David Brin is an astrophysicist, technology consultant, and best-selling author who speaks, writes, and advises on many topics including national defense, creativity, and space exploration. He’s also one of the “World’s Best Futurists.” Find David’s books and latest thoughts on various matters at his website and blog. In Fatal Flaws in our Enlightenment, David further discusses subjects he covered in our interview in October.

 

Fatal Flaws of our Enlightenment?

Courtesy of David BrinContrary Brin

I post this heading out the door to speak tonight at the California Democratic Party Convention, in San Diego. And yes, they even invite registered Republicans, when they have important ideas to share. Or at least vital questions. For example….

Is our Great Experiment in danger of coming to an end? Certainly, the world seems filled with forces pushing for Government of the people, by the people, for the people to perish from the Earth.

Ezra Klein summarizes the book: “How Democracies Die,” by Steven Levitsky and Daniel Ziblatt.
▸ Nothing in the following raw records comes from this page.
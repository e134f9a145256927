//! In-memory branch store for testing and embedding.
//!
//! [`InMemoryBranchStore`] keeps branches in a `HashMap` behind a `RwLock`
//! and the per-repository checked-out pointer in a second map. Every method
//! takes the branch lock once, so a compare-and-swap on HEAD cannot
//! interleave with another update of the same branch.

use std::collections::HashMap;
use std::sync::RwLock;

use chrono::{DateTime, Utc};
use keystone_types::{BranchId, ObjectHash, RepositoryId};
use tracing::debug;

use crate::error::{RefError, RefResult};
use crate::traits::BranchRepository;
use crate::types::{Branch, BranchStatus};

/// An in-memory implementation of [`BranchRepository`].
#[derive(Debug, Default)]
pub struct InMemoryBranchStore {
    branches: RwLock<HashMap<BranchId, Branch>>,
    current: RwLock<HashMap<RepositoryId, BranchId>>,
}

impl InMemoryBranchStore {
    pub fn new() -> Self {
        Self::default()
    }
}

fn missing(id: &BranchId) -> RefError {
    RefError::NotFound(id.to_string())
}

impl BranchRepository for InMemoryBranchStore {
    fn create(&self, branch: &Branch) -> RefResult<()> {
        let mut map = self.branches.write().map_err(RefError::poisoned)?;
        for existing in map.values().filter(|b| b.repository_id == branch.repository_id) {
            if existing.name == branch.name {
                return Err(RefError::AlreadyExists {
                    name: branch.name.clone(),
                });
            }
            if branch.is_default && existing.is_default {
                return Err(RefError::InvalidState(format!(
                    "repository {} already has a default branch",
                    branch.repository_id
                )));
            }
        }
        map.insert(branch.id, branch.clone());
        Ok(())
    }

    fn get(&self, id: &BranchId) -> RefResult<Option<Branch>> {
        let map = self.branches.read().map_err(RefError::poisoned)?;
        Ok(map.get(id).cloned())
    }

    fn get_by_name(&self, repository: &RepositoryId, name: &str) -> RefResult<Option<Branch>> {
        let map = self.branches.read().map_err(RefError::poisoned)?;
        Ok(map
            .values()
            .find(|b| &b.repository_id == repository && b.name == name)
            .cloned())
    }

    fn list(&self, repository: &RepositoryId) -> RefResult<Vec<Branch>> {
        let map = self.branches.read().map_err(RefError::poisoned)?;
        let mut out: Vec<Branch> = map
            .values()
            .filter(|b| &b.repository_id == repository)
            .cloned()
            .collect();
        out.sort_by(|a, b| a.name.cmp(&b.name));
        Ok(out)
    }

    fn compare_and_set_head(
        &self,
        id: &BranchId,
        expected: Option<&ObjectHash>,
        new: ObjectHash,
        at: DateTime<Utc>,
    ) -> RefResult<Branch> {
        let mut map = self.branches.write().map_err(RefError::poisoned)?;
        let branch = map.get_mut(id).ok_or_else(|| missing(id))?;
        if !branch.is_active() {
            return Err(RefError::InvalidState(
                "cannot commit to a non-active branch".into(),
            ));
        }
        if branch.head_commit.as_ref() != expected {
            return Err(RefError::StaleHead {
                branch: branch.name.clone(),
                expected: expected.copied(),
                actual: branch.head_commit,
            });
        }
        branch.head_commit = Some(new);
        branch.updated_at = at;
        debug!(branch = %branch.name, head = %new.short_hex(), "advanced head");
        Ok(branch.clone())
    }

    fn update_status(
        &self,
        id: &BranchId,
        status: BranchStatus,
        at: DateTime<Utc>,
    ) -> RefResult<Branch> {
        let mut map = self.branches.write().map_err(RefError::poisoned)?;
        let branch = map.get_mut(id).ok_or_else(|| missing(id))?;
        branch.status = status;
        branch.updated_at = at;
        Ok(branch.clone())
    }

    fn set_default(
        &self,
        repository: &RepositoryId,
        id: &BranchId,
        at: DateTime<Utc>,
    ) -> RefResult<Branch> {
        let mut map = self.branches.write().map_err(RefError::poisoned)?;
        match map.get(id) {
            Some(b) if &b.repository_id == repository => {}
            _ => return Err(missing(id)),
        }
        for branch in map.values_mut().filter(|b| &b.repository_id == repository) {
            let is_target = &branch.id == id;
            if branch.is_default != is_target {
                branch.is_default = is_target;
                branch.updated_at = at;
            }
        }
        map.get(id).cloned().ok_or_else(|| missing(id))
    }

    fn delete(&self, id: &BranchId) -> RefResult<bool> {
        let mut map = self.branches.write().map_err(RefError::poisoned)?;
        Ok(map.remove(id).is_some())
    }

    fn current(&self, repository: &RepositoryId) -> RefResult<Option<BranchId>> {
        let current = self.current.read().map_err(RefError::poisoned)?;
        Ok(current.get(repository).copied())
    }

    fn set_current(&self, repository: &RepositoryId, id: &BranchId) -> RefResult<()> {
        let mut current = self.current.write().map_err(RefError::poisoned)?;
        current.insert(*repository, *id);
        Ok(())
    }
}

#[cfg(test)]
mod tests {
    use super::*;
    use std::sync::Arc;

    fn branch(repo: RepositoryId, name: &str, is_default: bool) -> Branch {
        let now = Utc::now();
        Branch {
            id: BranchId::new(),
            repository_id: repo,
            name: name.into(),
            head_commit: None,
            status: BranchStatus::Active,
            is_default,
            created_from: None,
            created_at: now,
            updated_at: now,
        }
    }

    fn h(b: u8) -> ObjectHash {
        ObjectHash::from_digest([b; 32])
    }

    // -----------------------------------------------------------------------
    // Create / lookup
    // -----------------------------------------------------------------------

    #[test]
    fn create_and_lookup() {
        let store = InMemoryBranchStore::new();
        let repo = RepositoryId::new();
        let main = branch(repo, "main", true);
        store.create(&main).unwrap();

        assert_eq!(store.get(&main.id).unwrap(), Some(main.clone()));
        assert_eq!(store.get_by_name(&repo, "main").unwrap(), Some(main));
        assert!(store.get_by_name(&RepositoryId::new(), "main").unwrap().is_none());
    }

    #[test]
    fn names_unique_per_repository() {
        let store = InMemoryBranchStore::new();
        let repo = RepositoryId::new();
        store.create(&branch(repo, "main", true)).unwrap();
        assert!(matches!(
            store.create(&branch(repo, "main", false)),
            Err(RefError::AlreadyExists { .. })
        ));
        // Another repository may reuse the name.
        store.create(&branch(RepositoryId::new(), "main", true)).unwrap();
    }

    #[test]
    fn second_default_is_rejected() {
        let store = InMemoryBranchStore::new();
        let repo = RepositoryId::new();
        store.create(&branch(repo, "main", true)).unwrap();
        assert!(matches!(
            store.create(&branch(repo, "other", true)),
            Err(RefError::InvalidState(_))
        ));
    }

    #[test]
    fn list_sorted_by_name() {
        let store = InMemoryBranchStore::new();
        let repo = RepositoryId::new();
        for name in ["zeta", "main", "alpha"] {
            store.create(&branch(repo, name, name == "main")).unwrap();
        }
        let names: Vec<_> = store.list(&repo).unwrap().into_iter().map(|b| b.name).collect();
        assert_eq!(names, ["alpha", "main", "zeta"]);
    }

    // -----------------------------------------------------------------------
    // HEAD compare-and-swap
    // -----------------------------------------------------------------------

    #[test]
    fn cas_advances_from_expected_head() {
        let store = InMemoryBranchStore::new();
        let main = branch(RepositoryId::new(), "main", true);
        store.create(&main).unwrap();

        let b = store.compare_and_set_head(&main.id, None, h(1), Utc::now()).unwrap();
        assert_eq!(b.head_commit, Some(h(1)));
        let b = store
            .compare_and_set_head(&main.id, Some(&h(1)), h(2), Utc::now())
            .unwrap();
        assert_eq!(b.head_commit, Some(h(2)));
    }

    #[test]
    fn cas_rejects_stale_expectation() {
        let store = InMemoryBranchStore::new();
        let main = branch(RepositoryId::new(), "main", true);
        store.create(&main).unwrap();
        store.compare_and_set_head(&main.id, None, h(1), Utc::now()).unwrap();

        let err = store
            .compare_and_set_head(&main.id, None, h(2), Utc::now())
            .unwrap_err();
        assert!(matches!(err, RefError::StaleHead { actual: Some(a), .. } if a == h(1)));
        assert_eq!(store.get(&main.id).unwrap().unwrap().head_commit, Some(h(1)));
    }

    #[test]
    fn cas_rejects_inactive_branch() {
        let store = InMemoryBranchStore::new();
        let topic = branch(RepositoryId::new(), "topic", false);
        store.create(&topic).unwrap();
        store
            .update_status(&topic.id, BranchStatus::Closed, Utc::now())
            .unwrap();
        assert!(matches!(
            store.compare_and_set_head(&topic.id, None, h(1), Utc::now()),
            Err(RefError::InvalidState(_))
        ));
    }

    #[test]
    fn concurrent_cas_from_same_head_has_one_winner() {
        use std::thread;

        let store = Arc::new(InMemoryBranchStore::new());
        let main = branch(RepositoryId::new(), "main", true);
        store.create(&main).unwrap();

        let handles: Vec<_> = (1..=8u8)
            .map(|i| {
                let store = Arc::clone(&store);
                let id = main.id;
                thread::spawn(move || store.compare_and_set_head(&id, None, h(i), Utc::now()))
            })
            .collect();
        let results: Vec<_> = handles.into_iter().map(|h| h.join().unwrap()).collect();

        assert_eq!(results.iter().filter(|r| r.is_ok()).count(), 1);
        assert!(results
            .iter()
            .filter_map(|r| r.as_ref().err())
            .all(|e| matches!(e, RefError::StaleHead { .. })));
    }

    // -----------------------------------------------------------------------
    // Default / current / delete
    // -----------------------------------------------------------------------

    #[test]
    fn set_default_moves_the_flag() {
        let store = InMemoryBranchStore::new();
        let repo = RepositoryId::new();
        let main = branch(repo, "main", true);
        let dev = branch(repo, "dev", false);
        store.create(&main).unwrap();
        store.create(&dev).unwrap();

        store.set_default(&repo, &dev.id, Utc::now()).unwrap();
        let defaults: Vec<_> = store
            .list(&repo)
            .unwrap()
            .into_iter()
            .filter(|b| b.is_default)
            .map(|b| b.name)
            .collect();
        assert_eq!(defaults, ["dev"]);
    }

    #[test]
    fn set_default_rejects_foreign_branch() {
        let store = InMemoryBranchStore::new();
        let other = branch(RepositoryId::new(), "main", true);
        store.create(&other).unwrap();
        assert!(matches!(
            store.set_default(&RepositoryId::new(), &other.id, Utc::now()),
            Err(RefError::NotFound(_))
        ));
    }

    #[test]
    fn current_pointer_and_delete() {
        let store = InMemoryBranchStore::new();
        let repo = RepositoryId::new();
        let main = branch(repo, "main", true);
        store.create(&main).unwrap();

        assert!(store.current(&repo).unwrap().is_none());
        store.set_current(&repo, &main.id).unwrap();
        assert_eq!(store.current(&repo).unwrap(), Some(main.id));

        assert!(store.delete(&main.id).unwrap());
        assert!(!store.delete(&main.id).unwrap());
    }
}
//! Live facility state for Keystone.
//!
//! Keystone versions the state of a building: the building record, its
//! floors and rooms, installed equipment, and building-automation points.
//! This crate defines those entities, the [`FacilityReader`] and
//! [`FacilityWriter`] interfaces the engine consumes, and an in-memory
//! backend.

pub mod error;
pub mod memory;
pub mod model;
pub mod state;
#[cfg(any(test, feature = "testing"))]
pub mod testing;
pub mod traits;

pub use error::{FacilityError, FacilityResult};
pub use memory::InMemoryFacility;
pub use model::{
    AutomationPoint, Building, Category, Entity, EntityRecord, EntityWrite, Equipment, Extra,
    Floor, RepositoryInfo, Room,
};
pub use state::BuildingState;
pub use traits::{FacilityReader, FacilityWriter};
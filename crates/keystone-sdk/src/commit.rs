use chrono::{DateTime, Utc};
use keystone_ledger::{Author, ChangesSummary, Commit};
use serde::{Deserialize, Serialize};

/// A commit of the live building state, as SDK users describe it.
#[derive(Clone, Debug)]
pub struct CommitRequest {
    pub message: String,
    pub author: Author,
    pub description: Option<String>,
    pub tags: Vec<String>,
    /// Overrides the automatic `v<N>` version tag.
    pub version_tag: Option<String>,
    /// Target branch; the checked-out branch when `None`.
    pub branch: Option<String>,
}

impl CommitRequest {
    pub fn new(message: impl Into<String>, author: Author) -> Self {
        Self {
            message: message.into(),
            author,
            description: None,
            tags: Vec::new(),
            version_tag: None,
            branch: None,
        }
    }

    pub fn with_description(mut self, description: impl Into<String>) -> Self {
        self.description = Some(description.into());
        self
    }

    pub fn with_tag(mut self, tag: impl Into<String>) -> Self {
        self.tags.push(tag.into());
        self
    }

    pub fn with_version_tag(mut self, tag: impl Into<String>) -> Self {
        self.version_tag = Some(tag.into());
        self
    }

    pub fn on_branch(mut self, branch: impl Into<String>) -> Self {
        self.branch = Some(branch.into());
        self
    }
}

/// One line of `log` output.
#[derive(Clone, Debug, PartialEq, Eq, Serialize, Deserialize)]
pub struct LogEntry {
    pub short_hash: String,
    pub message: String,
    pub author: String,
    pub parents: usize,
    pub is_merge: bool,
    pub changes: ChangesSummary,
    pub committed_at: DateTime<Utc>,
}

impl From<&Commit> for LogEntry {
    fn from(c: &Commit) -> Self {
        Self {
            short_hash: c.short_hash.clone(),
            message: c.message.clone(),
            author: c.author.to_string(),
            parents: c.parent_commits.len(),
            is_merge: c.is_merge,
            changes: c.changes_summary,
            committed_at: c.committed_at,
        }
    }
}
Klein’s appraisal is cogent and very important reading in its own right. I urge you to find time for it, even if (like me) you lack time for the source material. As you might guess, I agree that Donald Trump is “not the disease” but a symptom, top-to-bottom. Here’s an excerpt:

‘“2017 was the best year for conservatives in the 30 years that I’ve been here,” Senate Majority Leader Mitch McConnell said this week. “The best year on all fronts. And a lot of people were shocked because we didn’t know what we were getting with Donald Trump.”

"‘The best year on all fronts.' Think about that for a moment. If you want to know why congressional Republicans are opening an assault on the FBI in order to protect Trump, it can be found in that comment. This was a year in which Trump undermined the press, fired the director of the FBI, cozied up to Russia, baselessly alleged he was wiretapped, threatened to jail his political opponents, publicly humiliated his attorney general for recusing himself from an investigation, repeatedly claimed massive voter fraud against him, appointed a raft of unqualified and occasionally ridiculous candidates to key positions, mishandled the aftermath of the Puerto Rico hurricane, and threatened to use antitrust and libel laws against his enemies.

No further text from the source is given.